“The moral faculties are generally esteemed, and with justice, as of higher value than the intellectual powers.” (Charles Darwin, 1874)
So far, I’ve discussed here and here my puzzlement that so many acquaintances believe that I (of all people!) would support Donald Trump (along with my apprehensions that they might actually be onto something). But, though I’ve entitled these essays “Me and Donald Trump”, so far I’ve written only about me and people I know — not a thing about Donald Trump. And now, I’m about to write about the dramatic treatment of an event that happened almost a century ago.
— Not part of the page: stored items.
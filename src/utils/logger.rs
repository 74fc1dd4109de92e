// src/utils/logger.rs

use log::{Level, LevelFilter, Metadata, Record, SetLoggerError};

static LOGGER: ConsoleLogger = ConsoleLogger;

struct ConsoleLogger;

pub fn init(max_level: LevelFilter) -> Result<(), SetLoggerError> {
  log::set_logger(&LOGGER).map(|()| log::set_max_level(max_level))
}

impl log::Log for ConsoleLogger {
  fn enabled(&self, metadata: &Metadata) -> bool {
    metadata.level() <= log::max_level()
  }

  fn log(&self, record: &Record) {
    if self.enabled(record.metadata()) {
      let icon = match record.level() {
        Level::Error => "🔴",
        Level::Warn => "🟠",
        Level::Info => "🔵",
        Level::Debug => "⚪",
        Level::Trace => "▫️",
      };

      // Format: "🔴  File not found"
      eprintln!("{}  {}", icon, record.args());
    }
  }

  fn flush(&self) {}
}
What does that have to do with Donald Trump? (A lot, in my opinion.)
Predestination?
Miss Bernardini was my 10th grade social studies* teacher. One day she had me join with a classmate in an impromptu reading from a classic work of mid-20th century self-righteous secularism, Inherit the Wind. It’s a courtroom drama based on an actual trial that was an international sensation in its day, popularly known as “The Scopes Monkey Trial”. What makes this work’s status as a popular hit almost unique was that rather than being about the baser passions central to so much pop pap, Inherit the Wind depicted a battle of ideas. Specifically, Biblical literalism vs. Evolutionary theory.
L to R: Clarence Darrow; William Jennings Bryan
Miss Bernardini chose my classmate Tommy to play the role that was based on Clarence “attorney for the damned” Darrow, and picked me to read the part based on three-time Democratic presidential candidate William Jennings Bryan, a heartland populist. In the excerpt she had us read, the Bryan figure is on the witness stand and the Darrow character is harrowing him about certain Biblical passages that apparently contradict other passages and/or the scientific consensus of the day.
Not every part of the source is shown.